April 26, 2006
Nickel & Dime Airlines

 

Airlines have accomplished the impossible.  They’ve gotten worse.  You didn’t think that possible?  For years major carriers were Example A of a Mickey Mouse outfit.  We’ve followed them through their standing by the side of the intersection holding a “Will Fly For Food” sign begging the Feds for subsidies, now our nation’s air carriers have morphed into America’s “nickel and dime” industry. 

Northwest, nicknamed “Northworst” by frequent fliers, led the way announcing henceforth they would be charging extra for aisle seats or any seat promising a quicker destination exit. Claiming the “surcharge” for the most desirable seats wasn’t something they wanted to do, Northwest, with a straight face, claimed no other option was available due to the challenges presented by low cost competitors such as Southwest and Jet Blue, the rise in the price of jet fuel and union agreements they were contractually bound to honor.  At no time did executives blame their own lack of management skills. We’re supposed to believe all their problems are caused by employees, competitors and Osama Ben Laden. 

This is not to single out Northwest as the worst of a bad lot.  Want a textbook on how not to run a business?  Look no further than the airline industry. 
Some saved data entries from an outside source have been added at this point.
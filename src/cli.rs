//! Command-line flags.

use crate::config::{parse_datetime, parse_idle_timeout, parse_time_zone, FilterConfig, RunConfig};
use binlog_core::position::FIRST_EVENT_OFFSET;
use binlog_core::PreconditionError;
use checkpoint::DEFAULT_CHECKPOINT_DIR;
use clap::Parser;
use mysql_binlog_source::ConnectionOpts;
use std::path::PathBuf;

/// Reconstruct SQL (or its inverse) from a MySQL binlog.
#[derive(Parser, Debug, Clone)]
#[command(name = "binlog2sql")]
#[command(about = "Reconstruct SQL statements, or their flashback, from MySQL binlogs")]
pub struct Cli {
    /// MySQL host
    #[arg(long, env = "MYSQL_HOST")]
    pub host: Option<String>,

    /// MySQL port
    #[arg(long, default_value = "3306", env = "MYSQL_PORT")]
    pub port: u16,

    /// MySQL user
    #[arg(long, default_value = "root", env = "MYSQL_USER")]
    pub user: String,

    /// MySQL password
    #[arg(long, default_value = "", env = "MYSQL_PASSWORD", hide_env_values = true)]
    pub password: String,

    /// Read a local binlog file instead of streaming from the server
    #[arg(long)]
    pub local: bool,

    /// Path of the local binlog file
    #[arg(long)]
    pub local_file: Option<PathBuf>,

    /// Binlog file to start from (e.g. mysql-bin.000003)
    #[arg(long)]
    pub start_file: Option<String>,

    /// Position in the start file to start from
    #[arg(long)]
    pub start_position: Option<u64>,

    /// Last binlog file to read
    #[arg(long)]
    pub stop_file: Option<String>,

    /// Position in the stop file to stop at (0 = end of file)
    #[arg(long, default_value = "0")]
    pub stop_position: u64,

    /// Skip events before this time (YYYY-MM-DD HH:MM:SS)
    #[arg(long)]
    pub start_datetime: Option<String>,

    /// Skip events after this time (YYYY-MM-DD HH:MM:SS)
    #[arg(long)]
    pub stop_datetime: Option<String>,

    /// Only emit INSERT/UPDATE/DELETE
    #[arg(long)]
    pub only_dml: bool,

    /// Emit the statements that undo each change
    #[arg(long)]
    pub flashback: bool,

    /// Keep tailing the binlog instead of stopping at the end
    #[arg(long)]
    pub stop_never: bool,

    /// Stop after this long without events (e.g. 3, 3s, 1m)
    #[arg(long, default_value = "3")]
    pub idle_timeout: String,

    /// Offset for datetime flags, annotations and TIMESTAMP columns (default: local)
    #[arg(long, allow_hyphen_values = true)]
    pub utc_offset: Option<String>,

    /// Emit checkpoint files at stream start and end
    #[arg(long)]
    pub emit_checkpoints: bool,

    /// Checkpoint directory
    #[arg(long, default_value = DEFAULT_CHECKPOINT_DIR)]
    pub checkpoint_dir: PathBuf,

    /// Start from the latest stream_end checkpoint
    #[arg(long)]
    pub resume: bool,
}

impl Cli {
    /// Connection settings; `None` when no host was given.
    pub fn connection(&self) -> Option<ConnectionOpts> {
        self.host.as_ref().map(|host| ConnectionOpts {
            host: host.clone(),
            port: self.port,
            user: self.user.clone(),
            password: self.password.clone(),
        })
    }

    /// Connection settings, defaulting to localhost.
    pub fn connection_or_default(&self) -> ConnectionOpts {
        self.connection().unwrap_or_else(|| ConnectionOpts {
            host: "127.0.0.1".to_string(),
            port: self.port,
            user: self.user.clone(),
            password: self.password.clone(),
        })
    }

    /// Validate the flags into an immutable run configuration.
    pub fn run_config(&self) -> anyhow::Result<RunConfig> {
        if self.local && self.local_file.is_none() {
            return Err(PreconditionError::InvalidConfig(
                "--local requires --local-file".to_string(),
            )
            .into());
        }
        if !self.local && !self.resume && self.start_file.is_none() {
            return Err(PreconditionError::InvalidConfig(
                "--start-file is required unless --local or --resume is given".to_string(),
            )
            .into());
        }

        let time_zone = parse_time_zone(self.utc_offset.as_deref())?;
        let start_datetime = self
            .start_datetime
            .as_deref()
            .map(|s| parse_datetime(s, &time_zone))
            .transpose()?;
        let stop_datetime = self
            .stop_datetime
            .as_deref()
            .map(|s| parse_datetime(s, &time_zone))
            .transpose()?;

        let filter = FilterConfig {
            start_file: self.start_file.clone(),
            start_position: self.start_position.unwrap_or(FIRST_EVENT_OFFSET),
            stop_file: self.stop_file.clone(),
            stop_position: self.stop_position,
            start_datetime,
            stop_datetime,
            only_dml: self.only_dml,
            flashback: self.flashback,
            stop_never: self.stop_never,
        };
        filter.validate()?;

        Ok(RunConfig {
            filter,
            idle_timeout: parse_idle_timeout(&self.idle_timeout)?,
            time_zone,
        })
    }
}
United, a couple of weeks ago I experienced the thrill of flying the “Friendly Skies” to the East Coast and back, is now charging $24 to $99 more for Economy Plus, a section featuring five extra inches of leg room.  “Oh you want a comfortable place to sit?  Well that’s extra.  But don’t blame us, it’s the fault of our competition.”  What?  Other airlines are the cause of being squeezed into a space that would cramp a seven year old? 

News reports detail major air carriers mulling a three dollar per bag charge for passengers checking in curbside (that expenditure can be covered by no longer tipping the outside bag checker and won’t that do wonders for employee morale), plus there may be surcharges on paper tickets, using a reservation agent (carriers want you to book your flights on the internet) and Air Canada made the ultimate nickel and dime move electing to charge two bucks for an inflatable pillow and a blanket. 

American Airlines, describing themselves as the industry leader which is like being the airline Moe while every other carrier is either Shemp or Curly), recently gave up on their effort to charge a buck for soft drinks or coffee but have discontinued peanuts while coming up with a four dollar charge for “snack boxes.” 

Meanwhile lower cost carriers like Southwest and Jet Blue prosper by offering air service featuring wide comfortable seats, TV’s and a no frills, no food but we’ll get you from Point A to Point B at a reasonable rate airline.   Imagine an air carrier offering customers what they want.  What a concept! 

But no matter how much the flying public switches allegiance to the new kids on the airline block don’t look for the major carriers to follow their path.  Executives with the old line carriers seem to prefer a business model dictating the only route to a strong bottom line involves whining, begging, badmouthing the help and nickel and dime-ing customers.  When reading a history of airlines in the 21st century look for most of the real action to take place in Chapter 11.